> [PROBLEM DETAILS] Search the material for the string "push", then show every line where it turns up.

> [ENTRIES PROVIDED]
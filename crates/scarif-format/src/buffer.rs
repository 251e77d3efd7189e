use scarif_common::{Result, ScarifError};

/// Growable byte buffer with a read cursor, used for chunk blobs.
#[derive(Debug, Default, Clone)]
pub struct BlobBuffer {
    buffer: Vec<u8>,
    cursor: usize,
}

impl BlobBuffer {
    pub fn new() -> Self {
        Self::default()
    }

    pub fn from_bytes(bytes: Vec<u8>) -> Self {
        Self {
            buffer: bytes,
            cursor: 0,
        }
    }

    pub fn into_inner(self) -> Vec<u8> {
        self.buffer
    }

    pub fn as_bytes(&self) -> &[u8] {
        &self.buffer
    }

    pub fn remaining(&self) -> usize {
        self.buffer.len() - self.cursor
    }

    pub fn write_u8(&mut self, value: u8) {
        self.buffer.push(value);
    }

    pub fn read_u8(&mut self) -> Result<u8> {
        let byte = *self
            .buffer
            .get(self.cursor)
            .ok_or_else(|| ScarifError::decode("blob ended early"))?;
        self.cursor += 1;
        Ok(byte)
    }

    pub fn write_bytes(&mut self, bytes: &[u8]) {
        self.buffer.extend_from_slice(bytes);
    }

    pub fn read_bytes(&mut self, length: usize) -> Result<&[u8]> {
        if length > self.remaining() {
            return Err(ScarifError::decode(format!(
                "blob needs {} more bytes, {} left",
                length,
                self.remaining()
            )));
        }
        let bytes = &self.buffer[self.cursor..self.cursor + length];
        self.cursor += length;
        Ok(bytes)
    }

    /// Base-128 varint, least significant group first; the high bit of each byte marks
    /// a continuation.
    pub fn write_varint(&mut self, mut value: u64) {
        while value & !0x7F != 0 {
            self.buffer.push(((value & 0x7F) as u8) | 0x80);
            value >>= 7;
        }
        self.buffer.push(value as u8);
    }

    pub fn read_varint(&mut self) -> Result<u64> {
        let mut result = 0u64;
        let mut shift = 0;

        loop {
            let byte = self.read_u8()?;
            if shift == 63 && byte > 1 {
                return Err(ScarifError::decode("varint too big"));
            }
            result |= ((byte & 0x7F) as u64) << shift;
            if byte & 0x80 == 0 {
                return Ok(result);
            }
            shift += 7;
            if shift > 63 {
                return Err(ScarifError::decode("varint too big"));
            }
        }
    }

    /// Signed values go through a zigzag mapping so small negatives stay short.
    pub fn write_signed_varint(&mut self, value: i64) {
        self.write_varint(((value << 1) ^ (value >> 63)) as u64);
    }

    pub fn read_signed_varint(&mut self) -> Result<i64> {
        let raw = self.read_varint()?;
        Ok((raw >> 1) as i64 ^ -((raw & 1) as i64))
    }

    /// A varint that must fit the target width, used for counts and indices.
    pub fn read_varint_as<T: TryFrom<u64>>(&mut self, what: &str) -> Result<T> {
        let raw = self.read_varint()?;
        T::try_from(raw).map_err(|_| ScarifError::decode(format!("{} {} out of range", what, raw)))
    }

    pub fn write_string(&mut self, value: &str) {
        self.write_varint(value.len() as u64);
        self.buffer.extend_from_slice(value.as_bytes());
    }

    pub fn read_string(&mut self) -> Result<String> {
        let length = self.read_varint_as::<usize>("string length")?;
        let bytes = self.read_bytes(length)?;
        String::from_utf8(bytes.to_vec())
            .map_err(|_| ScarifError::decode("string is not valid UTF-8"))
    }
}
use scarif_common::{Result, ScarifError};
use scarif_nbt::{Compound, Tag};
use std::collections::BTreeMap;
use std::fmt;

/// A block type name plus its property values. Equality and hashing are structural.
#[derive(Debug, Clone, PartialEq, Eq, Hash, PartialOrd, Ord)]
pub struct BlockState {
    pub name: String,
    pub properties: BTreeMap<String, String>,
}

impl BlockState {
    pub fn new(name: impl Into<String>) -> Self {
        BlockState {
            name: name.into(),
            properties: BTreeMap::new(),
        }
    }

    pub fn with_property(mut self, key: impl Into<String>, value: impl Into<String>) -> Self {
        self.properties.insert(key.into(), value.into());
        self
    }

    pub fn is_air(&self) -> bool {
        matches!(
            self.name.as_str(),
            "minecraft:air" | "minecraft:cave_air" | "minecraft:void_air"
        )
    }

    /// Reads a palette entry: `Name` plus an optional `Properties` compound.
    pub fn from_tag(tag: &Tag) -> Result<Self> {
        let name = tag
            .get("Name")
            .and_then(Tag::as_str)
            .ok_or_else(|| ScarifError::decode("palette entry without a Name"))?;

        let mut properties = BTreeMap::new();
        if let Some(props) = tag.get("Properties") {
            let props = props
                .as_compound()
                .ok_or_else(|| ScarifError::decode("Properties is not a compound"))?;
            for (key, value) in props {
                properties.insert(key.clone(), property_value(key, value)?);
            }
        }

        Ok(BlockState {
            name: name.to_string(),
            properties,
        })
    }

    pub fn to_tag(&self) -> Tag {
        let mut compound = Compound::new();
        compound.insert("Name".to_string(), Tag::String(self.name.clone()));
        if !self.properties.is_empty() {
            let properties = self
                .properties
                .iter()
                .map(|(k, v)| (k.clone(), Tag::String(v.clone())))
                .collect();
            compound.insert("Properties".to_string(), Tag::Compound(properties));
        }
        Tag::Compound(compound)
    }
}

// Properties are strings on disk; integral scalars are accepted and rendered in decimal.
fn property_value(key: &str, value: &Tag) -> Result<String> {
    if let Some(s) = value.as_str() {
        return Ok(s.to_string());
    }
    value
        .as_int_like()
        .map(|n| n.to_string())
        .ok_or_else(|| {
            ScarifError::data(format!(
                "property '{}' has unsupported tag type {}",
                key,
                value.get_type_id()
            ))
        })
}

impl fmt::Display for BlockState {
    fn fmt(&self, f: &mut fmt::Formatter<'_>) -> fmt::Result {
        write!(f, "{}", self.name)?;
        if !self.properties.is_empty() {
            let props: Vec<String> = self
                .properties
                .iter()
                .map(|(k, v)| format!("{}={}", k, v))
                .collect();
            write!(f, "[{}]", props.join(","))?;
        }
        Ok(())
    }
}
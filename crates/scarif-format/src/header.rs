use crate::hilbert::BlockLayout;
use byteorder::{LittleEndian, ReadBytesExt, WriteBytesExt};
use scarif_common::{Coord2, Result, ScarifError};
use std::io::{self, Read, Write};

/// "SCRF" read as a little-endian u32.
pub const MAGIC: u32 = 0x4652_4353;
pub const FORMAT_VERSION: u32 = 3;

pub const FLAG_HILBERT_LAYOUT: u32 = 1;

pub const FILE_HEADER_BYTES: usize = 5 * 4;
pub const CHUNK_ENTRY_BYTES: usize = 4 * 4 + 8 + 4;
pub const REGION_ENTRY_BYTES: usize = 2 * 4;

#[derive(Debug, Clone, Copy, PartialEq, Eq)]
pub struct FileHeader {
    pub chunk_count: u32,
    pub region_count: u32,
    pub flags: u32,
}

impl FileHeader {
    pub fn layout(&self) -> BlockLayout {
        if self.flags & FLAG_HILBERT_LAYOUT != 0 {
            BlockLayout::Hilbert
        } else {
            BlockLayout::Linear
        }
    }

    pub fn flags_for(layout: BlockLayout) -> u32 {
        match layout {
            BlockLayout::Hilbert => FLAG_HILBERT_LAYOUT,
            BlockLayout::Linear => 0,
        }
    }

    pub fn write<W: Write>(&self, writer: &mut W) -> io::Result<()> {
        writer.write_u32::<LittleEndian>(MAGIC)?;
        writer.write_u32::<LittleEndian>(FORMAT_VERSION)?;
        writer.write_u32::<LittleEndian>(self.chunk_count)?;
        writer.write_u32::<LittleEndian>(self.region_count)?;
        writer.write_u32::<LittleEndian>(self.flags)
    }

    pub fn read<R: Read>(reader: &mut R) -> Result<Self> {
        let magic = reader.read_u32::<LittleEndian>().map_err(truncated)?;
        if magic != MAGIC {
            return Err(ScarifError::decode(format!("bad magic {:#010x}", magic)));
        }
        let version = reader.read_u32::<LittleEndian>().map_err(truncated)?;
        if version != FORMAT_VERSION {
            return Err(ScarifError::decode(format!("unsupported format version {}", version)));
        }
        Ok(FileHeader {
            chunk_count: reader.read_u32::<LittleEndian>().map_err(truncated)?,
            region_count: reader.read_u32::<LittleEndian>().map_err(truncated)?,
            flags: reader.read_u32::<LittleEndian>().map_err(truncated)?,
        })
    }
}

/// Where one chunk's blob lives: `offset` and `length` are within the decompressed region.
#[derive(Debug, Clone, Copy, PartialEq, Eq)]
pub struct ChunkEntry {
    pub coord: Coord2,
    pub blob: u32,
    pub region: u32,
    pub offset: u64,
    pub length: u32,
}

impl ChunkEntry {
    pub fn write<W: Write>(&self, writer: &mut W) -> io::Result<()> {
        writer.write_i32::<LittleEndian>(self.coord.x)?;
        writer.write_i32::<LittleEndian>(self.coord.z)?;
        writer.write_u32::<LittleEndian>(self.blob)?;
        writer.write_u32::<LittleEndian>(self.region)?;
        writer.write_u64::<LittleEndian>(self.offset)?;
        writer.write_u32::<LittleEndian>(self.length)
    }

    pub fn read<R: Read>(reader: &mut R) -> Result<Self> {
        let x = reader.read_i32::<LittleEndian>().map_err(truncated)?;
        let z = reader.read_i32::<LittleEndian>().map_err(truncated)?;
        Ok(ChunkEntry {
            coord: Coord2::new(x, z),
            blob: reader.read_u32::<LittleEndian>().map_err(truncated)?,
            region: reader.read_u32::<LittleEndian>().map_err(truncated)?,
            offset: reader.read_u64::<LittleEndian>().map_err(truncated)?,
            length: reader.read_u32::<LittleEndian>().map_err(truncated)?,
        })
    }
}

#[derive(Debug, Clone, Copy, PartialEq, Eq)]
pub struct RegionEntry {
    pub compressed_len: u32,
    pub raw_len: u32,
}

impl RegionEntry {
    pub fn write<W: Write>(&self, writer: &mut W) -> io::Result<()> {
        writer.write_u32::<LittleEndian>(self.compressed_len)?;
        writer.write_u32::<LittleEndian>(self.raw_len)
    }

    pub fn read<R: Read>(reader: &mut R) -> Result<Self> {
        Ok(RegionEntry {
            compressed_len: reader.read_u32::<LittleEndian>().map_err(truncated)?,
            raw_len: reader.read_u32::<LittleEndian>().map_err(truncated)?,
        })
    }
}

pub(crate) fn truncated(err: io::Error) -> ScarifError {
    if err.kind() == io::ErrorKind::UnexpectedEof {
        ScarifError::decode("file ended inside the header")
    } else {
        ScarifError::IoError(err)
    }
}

> [EXERCISE ANSWER]
        self.buffer.push(value);
            self.buffer.push(((value & 0x7F) as u8) | 0x80);
        self.buffer.push(value as u8);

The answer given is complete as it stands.